Coches empotrados

Llevamos unos días en Castellón y provincia con diversos accidentes de coche que nos han impresionado, vehículos que se han empotrado literalmente, contra varios coches aparcados, contra el monumento de una rotonda, o contra una farola. En varios casos, en una rotonda, en la que el conductor ha perdido el control, y en varios casos con un común denominador: elevada tasa de alcoholemia o haber consumido drogas. La reacción general es la lógica: hay que estar casi más pendiente de los que circulan a nuestro alrededor que de nuestro propia conducción, y eso es una fuente de tensión e inseguridad que en absoluto es de recibo. Por la insensatez e imprudencia de unos pocos, que pueden ser calificados como delincuentes sin ningún tipo de juicio temerario, que no se miden en su diversión, los demás tenemos que ir conduciendo tensos, e incluso apartarnos de algún vehículo que va haciendo algunas “eses”, o simplemente tomando las rotondas temerariamente, o maniobras raras.

Todo esto sucede –parece que en mayor medida estos pasados días, no he analizado estadísticas todavía– cuando se relajan las restricciones por la pandemia, cuando casi estamos en verano, cuando todos tenemos un lógico deseo de viajar y descansar, y por ello nos enfurece comprobar las causas de estos empotramientos. Los legítimos deseos de descansar no son incompatibles con la sensatez, o precisamente porque todos deseamos ese descanso hemos de tener más cuidado en que un trayecto no acabe en tragedia. El del vehículo que se saltó en Castellón varios semáforos en rojo en Avenida Doctor Clará y Avenida Navarra, para acabar estrellándose contra varios coches estacionados en la Plaza Real, reúne todos los elementos de la irresponsabilidad.

Las fiestas y el consumo irresponsable están detrás de muchos de esos accidentes. Las carreras de coches o motos en polígonos industriales son ilegales, pero al menos arriesgan locamente los que quieren arriesgar o demostrarse a sí mismos una peculiar valentía. Pero circular triplicando la tasa de alcoholemia o tras haber consumido drogas es muy intolerable, y el sentir general es que hay que atajarlo con sanciones más duras y más controles de la Guardia Civil o de la Policía.

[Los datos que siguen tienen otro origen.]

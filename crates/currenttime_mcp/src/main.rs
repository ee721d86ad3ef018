use std::env;
use tracing_subscriber::{self, EnvFilter};

mod cli;
mod config;
mod core;
mod server;

use cli::Cli;
use crate::core::error::{CurrentTimeError, CurrentTimeResult};

/// Initialize logging only if the LOG_LEVEL environment variable is set.
///
/// Logs go to stderr; stdout carries the MCP stream.
fn init_logging() -> CurrentTimeResult<bool> {
    let Ok(log_level) = env::var("LOG_LEVEL") else {
        return Ok(false);
    };

    tracing_subscriber::fmt()
        .with_env_filter(
            EnvFilter::try_from_default_env().unwrap_or_else(|_| EnvFilter::new(&log_level)),
        )
        .with_writer(std::io::stderr)
        .with_ansi(false)
        .try_init()
        .map_err(|e| CurrentTimeError::LoggingInitialization(e.to_string()))?;

    tracing::info!("Starting CurrentTime MCP server with log level: {}", log_level);
    Ok(true)
}

/// CurrentTime MCP Server
///
/// Tools: get_current_time, get_time_for_timezone, get_client_info, list_common_timezones
///
/// Usage: npx @modelcontextprotocol/inspector cargo run --bin mcp-server-currenttime
#[tokio::main]
async fn main() -> Result<(), Box<dyn std::error::Error>> {
    let config = Cli::parse_config()?;
    let logging = init_logging()?;

    if let Err(e) = server::run(config).await {
        if logging {
            tracing::error!("Error running CurrentTime MCP server: {}", e);
        }
        return Err(e);
    }

    Ok(())
}
use assert_cmd::Command;
use predicates::prelude::*;

/// Test CLI help output
#[test]
fn test_cli_help() {
    let mut cmd = Command::cargo_bin("mcp-server-currenttime").unwrap();
    cmd.arg("--help")
        .assert()
        .success()
        .stdout(predicate::str::contains("--base-url"))
        .stdout(predicate::str::contains("--api-key"));
}

/// Test CLI version output
#[test]
fn test_cli_version() {
    let mut cmd = Command::cargo_bin("mcp-server-currenttime").unwrap();
    cmd.arg("--version")
        .assert()
        .success()
        .stdout(predicate::str::contains(env!("CARGO_PKG_VERSION")));
}

/// An unusable provider URL stops startup before the server runs
#[test]
fn test_invalid_base_url() {
    let mut cmd = Command::cargo_bin("mcp-server-currenttime").unwrap();
    cmd.args(["--base-url", "ftp://example.com"])
        .assert()
        .failure()
        .stderr(predicate::str::contains("base URL"));
}

/// The base URL can come from the environment
#[test]
fn test_invalid_base_url_from_env() {
    let mut cmd = Command::cargo_bin("mcp-server-currenttime").unwrap();
    cmd.env("IPAPI_BASE_URL", "not a url")
        .assert()
        .failure()
        .stderr(predicate::str::contains("base URL"));
}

Sanciones que asusten de verdad a posibles delincuentes: más años de retirada del carnet, una multa mayor, una prisión mayor si es el caso. A los insensatos sólo las sanciones fuertes les frenan. Y aunque nos molesten, más controles en lugares de ocio nocturno, a ciertas horas: podría atajarse la conducción imprudente y hasta el consumo de drogas en lugares conocidos y sin vigilar.